Gibbon calls attention to the political system established by Augustus and how that system worked for various emperors until the time of Septimius Severus. This is the period modern Roman historians call “the Principate,” which comes from the Latin term princeps, meaning “first among equals,” and from which English gets the word “prince.” Gibbon says about the policy of Augustus, “It was more agreeable to his temper, as well as to his policy, to reign under the venerable names of ancient magistracy, and artfully to collect in his own person all the scattered rays of civil jurisdiction” (64). However, Gibbon still deems Augustus a “subtle tyrant” (70). Gibbon argues later that this period in Roman imperial history came to an end with the reforms of Septimius Severus, who made the imperial office more of what we would consider a military dictatorship.
There were emperors like Caligula or Nero who were overthrown under the Augustinian system. Still, modern historians tend to agree that emperors like Caligula or Nero failed because they were seen as breaking with the system Augustus had carefully set up. For example, by insisting on his own personal godhood, Caligula upset the delicate balance between the republican remnants of the government and the monarch-like power of the emperor. As for Commodus, it was not that Commodus was a uniquely bad emperor. Instead, his regime and downfall exposed and worsened several problems, namely the role of the military, especially the dependence of the emperors on the good will of the military, the power of the praetorian guard over the very lives of the emperors, and the lack of a system for orderly succession from one emperor to the next. These flaws composed the “mortal poison” that “lurked in the vitals of the constitution” (122) that Gibbon will describe in a later chapter.

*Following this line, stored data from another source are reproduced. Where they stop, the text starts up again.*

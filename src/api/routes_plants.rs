//! Species, care summary, owned plants and watering schedules.
//!
//! Owned plants and schedule entries are always scoped to the caller's
//! identity; another user's id reads as not found.

use super::error::ApiError;
use super::extract::{Id, JsonBody, QueryParams};
use super::middleware_auth::Identity;
use super::AppState;
use crate::care::species_from_summary;
use crate::db::{PlantRow, WateringScheduleRow};
use crate::dto::{
    merge_patch, next_watering_due, FieldReader, PlantInput, PlantView, SpeciesInput,
    WateringInput,
};
use axum::extract::State;
use axum::http::StatusCode;
use axum::response::IntoResponse;
use axum::Json;
use chrono::Utc;
use serde::Deserialize;
use serde_json::{json, Value};
use std::sync::Arc;

fn to_patch_base<T: serde::Serialize>(row: &T) -> Result<Value, ApiError> {
    serde_json::to_value(row).map_err(|e| ApiError::Internal(e.into()))
}

// ── Species ─────────────────────────────────────────────────────

pub async fn handler_species_list(
    State(state): State<Arc<AppState>>,
) -> Result<impl IntoResponse, ApiError> {
    Ok(Json(state.db.list_species().await?))
}

/// Create a species. Missing light requirements and care text are filled
/// from the text generator when it is reachable.
pub async fn handler_species_create(
    State(state): State<Arc<AppState>>,
    JsonBody(body): JsonBody,
) -> Result<impl IntoResponse, ApiError> {
    let mut input = SpeciesInput::from_json(&body)?;
    state.care.autofill_species(&state.db, &mut input).await;
    let row = state.db.insert_species(&input).await?;
    Ok((StatusCode::CREATED, Json(row)))
}

pub async fn handler_species_get(
    State(state): State<Arc<AppState>>,
    Id(id): Id,
) -> Result<impl IntoResponse, ApiError> {
    let row = state
        .db
        .get_species(id)
        .await?
        .ok_or(ApiError::not_found("Plant care", id))?;
    Ok(Json(row))
}

pub async fn handler_species_update(
    State(state): State<Arc<AppState>>,
    Id(id): Id,
    JsonBody(body): JsonBody,
) -> Result<impl IntoResponse, ApiError> {
    let input = SpeciesInput::from_json(&body)?;
    let row = state
        .db
        .update_species(id, &input)
        .await?
        .ok_or(ApiError::not_found("Plant care", id))?;
    Ok(Json(row))
}

pub async fn handler_species_patch(
    State(state): State<Arc<AppState>>,
    Id(id): Id,
    JsonBody(body): JsonBody,
) -> Result<impl IntoResponse, ApiError> {
    let current = state
        .db
        .get_species(id)
        .await?
        .ok_or(ApiError::not_found("Plant care", id))?;
    let merged = merge_patch(to_patch_base(&current)?, &body);
    let input = SpeciesInput::from_json(&merged)?;
    let row = state
        .db
        .update_species(id, &input)
        .await?
        .ok_or(ApiError::not_found("Plant care", id))?;
    Ok(Json(row))
}

pub async fn handler_species_delete(
    State(state): State<Arc<AppState>>,
    Id(id): Id,
) -> Result<impl IntoResponse, ApiError> {
    if !state.db.delete_species(id).await? {
        return Err(ApiError::not_found("Plant care", id));
    }
    Ok(StatusCode::NO_CONTENT)
}

#[derive(Deserialize)]
pub struct CareSummaryQuery {
    plant_name: Option<String>,
}

/// A stored species whose name contains `plant_name`, or a freshly
/// generated summary (persisted as a species under the generated name).
/// Generation failure is reported in a 200 body with `error` and `message`.
pub async fn handler_care_summary(
    State(state): State<Arc<AppState>>,
    QueryParams(query): QueryParams<CareSummaryQuery>,
) -> Result<impl IntoResponse, ApiError> {
    let plant_name = query.plant_name.unwrap_or_default();
    let plant_name = plant_name.trim();
    if plant_name.is_empty() {
        return Err(ApiError::BadRequest("Plant name is required".to_string()));
    }

    if let Some(species) = state.db.search_species(plant_name).await? {
        return Ok(Json(to_patch_base(&species)?));
    }

    match state.care.generate(&state.db, plant_name).await {
        Ok((summary, info)) => {
            let name = if summary.plant_name.trim().is_empty() {
                plant_name
            } else {
                summary.plant_name.trim()
            };
            let input = species_from_summary(name, &summary, &info);
            state.db.upsert_species_by_name(&input).await?;
            Ok(Json(to_patch_base(&summary)?))
        }
        Err(message) => Ok(Json(json!({
            "plant_name": plant_name,
            "error": "Failed to generate care summary",
            "message": message,
        }))),
    }
}

// ── Owned plants ────────────────────────────────────────────────

/// Plant with its linked species, without triggering generation.
async fn linked_view(state: &AppState, plant: PlantRow) -> Result<PlantView, ApiError> {
    let care = match plant.species_id {
        Some(species_id) => state.db.get_species(species_id).await?,
        None => None,
    };
    Ok(PlantView::new(plant, care))
}

pub async fn handler_plants_list(
    State(state): State<Arc<AppState>>,
    identity: Identity,
) -> Result<impl IntoResponse, ApiError> {
    let plants = state.db.list_plants(&identity.uid).await?;
    let mut views = Vec::with_capacity(plants.len());
    for plant in plants {
        views.push(state.care.fill_care(&state.db, plant).await?);
    }
    Ok(Json(views))
}

pub async fn handler_plant_create(
    State(state): State<Arc<AppState>>,
    identity: Identity,
    JsonBody(body): JsonBody,
) -> Result<impl IntoResponse, ApiError> {
    let input = PlantInput::from_json(&body)?;
    let plant = state.db.insert_plant(&identity.uid, &input).await?;
    Ok((StatusCode::CREATED, Json(linked_view(&state, plant).await?)))
}

pub async fn handler_plant_get(
    State(state): State<Arc<AppState>>,
    identity: Identity,
    Id(id): Id,
) -> Result<impl IntoResponse, ApiError> {
    let plant = state
        .db
        .get_plant(id, &identity.uid)
        .await?
        .ok_or(ApiError::not_found("Plant", id))?;
    Ok(Json(state.care.fill_care(&state.db, plant).await?))
}

pub async fn handler_plant_update(
    State(state): State<Arc<AppState>>,
    identity: Identity,
    Id(id): Id,
    JsonBody(body): JsonBody,
) -> Result<impl IntoResponse, ApiError> {
    let input = PlantInput::from_json(&body)?;
    let plant = state
        .db
        .update_plant(id, &identity.uid, &input)
        .await?
        .ok_or(ApiError::not_found("Plant", id))?;
    Ok(Json(linked_view(&state, plant).await?))
}

pub async fn handler_plant_patch(
    State(state): State<Arc<AppState>>,
    identity: Identity,
    Id(id): Id,
    JsonBody(body): JsonBody,
) -> Result<impl IntoResponse, ApiError> {
    let current = state
        .db
        .get_plant(id, &identity.uid)
        .await?
        .ok_or(ApiError::not_found("Plant", id))?;
    let merged = merge_patch(PlantView::patch_base(&current), &body);
    let input = PlantInput::from_json(&merged)?;
    let plant = state
        .db
        .update_plant(id, &identity.uid, &input)
        .await?
        .ok_or(ApiError::not_found("Plant", id))?;
    Ok(Json(linked_view(&state, plant).await?))
}

pub async fn handler_plant_delete(
    State(state): State<Arc<AppState>>,
    identity: Identity,
    Id(id): Id,
) -> Result<impl IntoResponse, ApiError> {
    if !state.db.delete_plant(id, &identity.uid).await? {
        return Err(ApiError::not_found("Plant", id));
    }
    Ok(StatusCode::NO_CONTENT)
}

/// Species watering interval for a plant, if it has a species.
async fn water_frequency(state: &AppState, plant: &PlantRow) -> Result<Option<i32>, ApiError> {
    Ok(match plant.species_id {
        Some(species_id) => state
            .db
            .get_species(species_id)
            .await?
            .map(|s| s.water_frequency),
        None => None,
    })
}

/// Mark a plant watered (now, or `last_watered` from the body) and append a
/// schedule entry due after the species interval.
pub async fn handler_plant_water(
    State(state): State<Arc<AppState>>,
    identity: Identity,
    Id(id): Id,
    JsonBody(body): JsonBody,
) -> Result<impl IntoResponse, ApiError> {
    let watered_at = if body.is_null() {
        Utc::now()
    } else {
        let mut r = FieldReader::new(&body);
        let at = r.optional_datetime("last_watered");
        r.finish()?;
        at.unwrap_or_else(Utc::now)
    };

    let plant = state
        .db
        .set_last_watered(id, &identity.uid, watered_at)
        .await?
        .ok_or(ApiError::not_found("Plant", id))?;
    let next = next_watering_due(watered_at, water_frequency(&state, &plant).await?);
    let schedule = state
        .db
        .insert_watering(plant.id, watered_at, next, true)
        .await?;
    Ok(Json(json!({
        "plant": linked_view(&state, plant).await?,
        "schedule": schedule,
    })))
}

// ── Watering schedules ──────────────────────────────────────────

#[derive(Deserialize)]
pub struct WateringQuery {
    plant_id: Option<i64>,
}

pub async fn handler_watering_list(
    State(state): State<Arc<AppState>>,
    identity: Identity,
    QueryParams(query): QueryParams<WateringQuery>,
) -> Result<impl IntoResponse, ApiError> {
    Ok(Json(
        state
            .db
            .list_watering(&identity.uid, query.plant_id)
            .await?,
    ))
}

/// Resolve the timestamps of a schedule write. The plant must belong to the
/// caller; a missing next-due time is derived from the species interval.
async fn resolve_watering(
    state: &AppState,
    uid: &str,
    input: &WateringInput,
) -> Result<(chrono::DateTime<Utc>, chrono::DateTime<Utc>), ApiError> {
    let plant = state
        .db
        .get_plant(input.plant_id, uid)
        .await?
        .ok_or_else(|| {
            ApiError::field(
                "plant_id",
                format!("Invalid pk \"{}\" - object does not exist.", input.plant_id),
            )
        })?;
    let last = input.last_watered.unwrap_or_else(Utc::now);
    let next = match input.next_watering_due {
        Some(next) => next,
        None => next_watering_due(last, water_frequency(state, &plant).await?),
    };
    if next < last {
        return Err(ApiError::field(
            "next_watering_due",
            "Next watering cannot be before the last watering.",
        ));
    }
    Ok((last, next))
}

pub async fn handler_watering_create(
    State(state): State<Arc<AppState>>,
    identity: Identity,
    JsonBody(body): JsonBody,
) -> Result<impl IntoResponse, ApiError> {
    let input = WateringInput::from_json(&body)?;
    let (last, next) = resolve_watering(&state, &identity.uid, &input).await?;
    let row = state
        .db
        .insert_watering(input.plant_id, last, next, input.is_watered)
        .await?;
    Ok((StatusCode::CREATED, Json(row)))
}

pub async fn handler_watering_get(
    State(state): State<Arc<AppState>>,
    identity: Identity,
    Id(id): Id,
) -> Result<impl IntoResponse, ApiError> {
    let row = state
        .db
        .get_watering(id, &identity.uid)
        .await?
        .ok_or(ApiError::not_found("Watering schedule", id))?;
    Ok(Json(row))
}

async fn write_watering(
    state: &AppState,
    uid: &str,
    id: i64,
    input: WateringInput,
) -> Result<WateringScheduleRow, ApiError> {
    let (last, next) = resolve_watering(state, uid, &input).await?;
    state
        .db
        .update_watering(id, uid, input.plant_id, last, next, input.is_watered)
        .await?
        .ok_or(ApiError::not_found("Watering schedule", id))
}

pub async fn handler_watering_update(
    State(state): State<Arc<AppState>>,
    identity: Identity,
    Id(id): Id,
    JsonBody(body): JsonBody,
) -> Result<impl IntoResponse, ApiError> {
    let input = WateringInput::from_json(&body)?;
    Ok(Json(write_watering(&state, &identity.uid, id, input).await?))
}

pub async fn handler_watering_patch(
    State(state): State<Arc<AppState>>,
    identity: Identity,
    Id(id): Id,
    JsonBody(body): JsonBody,
) -> Result<impl IntoResponse, ApiError> {
    let current = state
        .db
        .get_watering(id, &identity.uid)
        .await?
        .ok_or(ApiError::not_found("Watering schedule", id))?;
    let merged = merge_patch(to_patch_base(&current)?, &body);
    let input = WateringInput::from_json(&merged)?;
    Ok(Json(write_watering(&state, &identity.uid, id, input).await?))
}

pub async fn handler_watering_delete(
    State(state): State<Arc<AppState>>,
    identity: Identity,
    Id(id): Id,
) -> Result<impl IntoResponse, ApiError> {
    if !state.db.delete_watering(id, &identity.uid).await? {
        return Err(ApiError::not_found("Watering schedule", id));
    }
    Ok(StatusCode::NO_CONTENT)
}
//! # CLI Execution Functions
//!
//! Kept out of `main.rs` so the entry point only parses arguments. Each
//! `run_*` function owns one subcommand.

use anyhow::{Context, Result};
use chrono::{NaiveDate, Utc};
use plantkeeper::api::{self, AppState};
use plantkeeper::config::{AppConfig, Secrets};
use plantkeeper::db::Database;
use plantkeeper::dto::parse_date;
use std::net::IpAddr;
use tracing::info;

use super::{Cli, KpiAction};

async fn connect(cli: &Cli) -> Result<Database> {
    let database_url = cli.database_url.as_deref().ok_or_else(|| {
        anyhow::anyhow!("DATABASE_URL is required (set via --database-url or env)")
    })?;
    Database::connect(database_url).await
}

fn date_arg(name: &str, raw: &str) -> Result<NaiveDate> {
    parse_date(raw).with_context(|| format!("--{} must be a date in YYYY-MM-DD format", name))
}

pub async fn run_serve(cli: &Cli, config: AppConfig, bind: IpAddr, port: u16) -> Result<()> {
    let secrets = Secrets::from_env();
    let db = connect(cli).await?;
    let state = AppState::from_config(db, config, &secrets)?;
    info!(debug = state.config.server.debug, hostname = %state.hostname, "plantkeeper starting");
    api::run(state, bind, port).await
}

pub async fn run_migrate(cli: &Cli) -> Result<()> {
    let db = connect(cli).await?;
    db.migrate().await?;
    info!("migrations applied");
    Ok(())
}

pub async fn run_kpi(cli: &Cli, config: &AppConfig, action: &KpiAction) -> Result<()> {
    let (start, end) = match action {
        KpiAction::Daily { date } => {
            let date = match date {
                Some(raw) => date_arg("date", raw)?,
                None => Utc::now().date_naive(),
            };
            (date, date)
        }
        KpiAction::Historical { start, end } => {
            let (start, end) = (date_arg("start", start)?, date_arg("end", end)?);
            if start > end {
                anyhow::bail!("--start must not be after --end");
            }
            (start, end)
        }
    };

    let db = connect(cli).await?;
    let mut days = 0u32;
    for date in start.iter_days().take_while(|d| *d <= end) {
        let row = db.recompute_kpi(date, &config.kpi).await?;
        info!(
            %date,
            active_users = row.active_users,
            total_impressions = row.total_impressions,
            impressions_per_user = row.impressions_per_user,
            target_achieved = row.target_achieved,
            "kpi recomputed"
        );
        days += 1;
    }
    println!("Recomputed KPIs for {} day(s), {} to {}", days, start, end);
    Ok(())
}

Besides the political reforms of Augustus, Gibbon also sees the beginning of the decline in terms of his views on “West” versus “East.” Gibbon argues that politics in Persia was always shaped by authoritarian governments, something he also sees as reinforced by the later influence of Islam (79-80). At the same time, Gibbon argues that the Romans had an innate inclination to “revere a free, a virtuous, and a victorious commonwealth” (80). It was only under the emperors that the Romans came to accept what Gibbon views as tyranny.
While Gibbon attributes an inherent interest in liberty to both Roman politics and Greek philosophy, it is unclear where exactly Gibbon draws the boundaries between the liberty-preferring West and the tyrannical East. This is especially vague because Gibbon describes Greek philosophy as encouraging ideas of a free society, but Gibbon also blames the Greeks of Asia for developing what would become the “servile and impious” (68-69) practice of deifying emperors. Regardless, this will form the basis of one of Gibbon’s recurring arguments: that the formerly staunchly republican Romans were corrupted not only by the tyranny of their emperors, but by influences from the Eastern provinces.